• Available records
▼

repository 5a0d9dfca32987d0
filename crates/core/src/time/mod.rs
pub mod calendar;
use crate::config::Settings;
use crate::domain::records::{DateRange, IndexRecord, MonthKey, MonthlyNewsRecord};
use crate::ingest::types::{parse_index_payload, NewsCountResponse};
use crate::time::calendar::DATE_FORMAT;
use anyhow::{Context, Result};
use serde_json::Value;

const DEFAULT_NEWS_PATH: &str = "/process";
const DEFAULT_INDEX_PATH: &str = "/colcap";

/// News collaborator: one record per calendar month.
#[async_trait::async_trait]
pub trait NewsProvider: Send + Sync {
    fn provider_name(&self) -> &'static str;

    async fn fetch_month(&self, month: MonthKey) -> Result<MonthlyNewsRecord>;
}

/// Index collaborator: the full daily series for a range in one call.
#[async_trait::async_trait]
pub trait IndexProvider: Send + Sync {
    fn provider_name(&self) -> &'static str;

    async fn fetch_range(&self, range: DateRange) -> Result<Vec<IndexRecord>>;
}

#[derive(Debug, Clone)]
pub struct HttpNewsProvider {
    http: reqwest::Client,
    base_url: String,
    path: String,
    term: String,
}

impl HttpNewsProvider {
    pub fn from_settings(settings: &Settings) -> Result<Self> {
        let base_url = settings.require_news_service_url()?.to_string();

        let path = std::env::var("NEWS_SERVICE_PATH")
            .ok()
            .filter(|s| !s.trim().is_empty())
            .unwrap_or_else(|| DEFAULT_NEWS_PATH.to_string());

        // Per-call timeouts are enforced by the fetch orchestrator; this one
        // only bounds a client used outside of it.
        let http = reqwest::Client::builder()
            .timeout(settings.upstream_timeout)
            .build()
            .context("failed to build news service http client")?;

        Ok(Self {
            http,
            base_url,
            path,
            term: settings.news_search_term.clone(),
        })
    }

    fn url(&self) -> String {
        join_url(&self.base_url, &self.path)
    }
}

#[async_trait::async_trait]
impl NewsProvider for HttpNewsProvider {
    fn provider_name(&self) -> &'static str {
        "news_http_json"
    }

    async fn fetch_month(&self, month: MonthKey) -> Result<MonthlyNewsRecord> {
        let res = self
            .http
            .get(self.url())
            .query(&[
                ("term", self.term.clone()),
                ("year", format!("{:04}", month.year())),
                ("month", format!("{:02}", month.month())),
            ])
            .send()
            .await
            .with_context(|| format!("news service request failed for {month}"))?;

        let raw_json = read_json(res, "news service").await?;
        let parsed = serde_json::from_value::<NewsCountResponse>(raw_json)
            .context("failed to parse news service response")?;
        parsed.validate_and_into_record(month)
    }
}

#[derive(Debug, Clone)]
pub struct HttpIndexProvider {
    http: reqwest::Client,
    base_url: String,
    path: String,
}

impl HttpIndexProvider {
    pub fn from_settings(settings: &Settings) -> Result<Self> {
        let base_url = settings.require_index_service_url()?.to_string();

        let path = std::env::var("INDEX_SERVICE_PATH")
            .ok()
            .filter(|s| !s.trim().is_empty())
            .unwrap_or_else(|| DEFAULT_INDEX_PATH.to_string());

        let http = reqwest::Client::builder()
            .timeout(settings.upstream_timeout)
            .build()
            .context("failed to build index service http client")?;

        Ok(Self {
            http,
            base_url,
            path,
        })
    }

    fn url(&self) -> String {
        join_url(&self.base_url, &self.path)
    }
}

#[async_trait::async_trait]
impl IndexProvider for HttpIndexProvider {
    fn provider_name(&self) -> &'static str {
        "index_http_json"
    }

    async fn fetch_range(&self, range: DateRange) -> Result<Vec<IndexRecord>> {
        let res = self
            .http
            .get(self.url())
            .query(&[
                ("start_date", range.start().format(DATE_FORMAT).to_string()),
                ("end_date", range.end().format(DATE_FORMAT).to_string()),
            ])
            .send()
            .await
            .context("index service request failed")?;

        let raw_json = read_json(res, "index service").await?;
        parse_index_payload(raw_json)
    }
}

async fn read_json(res: reqwest::Response, service: &str) -> Result<Value> {
    let status = res.status();
    let text = res
        .text()
        .await
        .with_context(|| format!("failed to read {service} response"))?;
    check_response(status, &text, service)
}

/// Non-2xx statuses fail with the body attached, whether or not it is JSON.
fn check_response(status: reqwest::StatusCode, text: &str, service: &str) -> Result<Value> {
    if !status.is_success() {
        anyhow::bail!("{service} HTTP {status}: {}", text.trim());
    }
    serde_json::from_str::<Value>(text)
        .with_context(|| format!("{service} response is not valid JSON: {text}"))
}

fn join_url(base_url: &str, path: &str) -> String {
    let path = if path.starts_with('/') {
        path.to_string()
    } else {
        format!("/{path}")
    };

    format!("{}{}", base_url.trim_end_matches('/'), path)
}
use crate::domain::records::{IndexRecord, MonthKey, MonthlyNewsRecord};
use anyhow::{bail, ensure, Context};
use serde::{Deserialize, Serialize};
use serde_json::{Map, Value};

/// Body returned by the news collaborator for one month.
#[derive(Debug, Clone, Serialize, Deserialize)]
pub struct NewsCountResponse {
    pub date: String,
    pub news_count: u64,
    #[serde(default)]
    pub analysis: Option<Map<String, Value>>,
}

impl NewsCountResponse {
    pub fn validate_and_into_record(self, expected: MonthKey) -> anyhow::Result<MonthlyNewsRecord> {
        let month: MonthKey = self
            .date
            .parse()
            .with_context(|| format!("news response has malformed date {:?}", self.date))?;
        ensure!(
            month == expected,
            "news response month mismatch: expected {expected}, got {month}"
        );

        Ok(MonthlyNewsRecord {
            month,
            news_count: self.news_count,
            analysis: self.analysis.unwrap_or_default(),
        })
    }
}

/// Body returned by the index collaborator: either a bare record list or the
/// `{status, count, data}` envelope.
#[derive(Debug, Clone, Deserialize)]
#[serde(untagged)]
pub enum IndexPayload {
    Records(Vec<IndexRecord>),
    Envelope(IndexEnvelope),
}

#[derive(Debug, Clone, Deserialize)]
pub struct IndexEnvelope {
    #[serde(default)]
    pub status: Option<String>,
    #[serde(default)]
    pub message: Option<String>,
    #[serde(default)]
    pub data: Option<Vec<IndexRecord>>,
}

impl IndexPayload {
    pub fn into_records(self) -> anyhow::Result<Vec<IndexRecord>> {
        let records = match self {
            IndexPayload::Records(records) => records,
            IndexPayload::Envelope(env) => {
                if env.status.as_deref() == Some("error") {
                    bail!(
                        "index service reported an error: {}",
                        env.message.as_deref().unwrap_or("no message")
                    );
                }
                env.data.context("index response has no data list")?
            }
        };

        validate_index_series(records)
    }
}

/// Checks an index series and returns it sorted by date. The series must be
/// non-empty, finite and carry at most one record per day.
pub fn validate_index_series(mut records: Vec<IndexRecord>) -> anyhow::Result<Vec<IndexRecord>> {
    ensure!(!records.is_empty(), "index response contains no records");
    for r in &records {
        ensure!(
            r.value.is_finite() && r.change.is_finite(),
            "index record for {} has non-finite values",
            r.date
        );
    }

    records.sort_by_key(|r| r.date);
    if let Some(w) = records.windows(2).find(|w| w[0].date >= w[1].date) {
        bail!("index response repeats date {}", w[1].date);
    }
    Ok(records)
}

pub fn parse_index_payload(raw: Value) -> anyhow::Result<Vec<IndexRecord>> {
    let payload = serde_json::from_value::<IndexPayload>(raw)
        .context("index response is not a well-formed record list")?;
    payload.into_records()
}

▲

• What needs to be done
Return the number of lines in the material holding the string "HttpNewsProvider", and no other text.

• The answer
3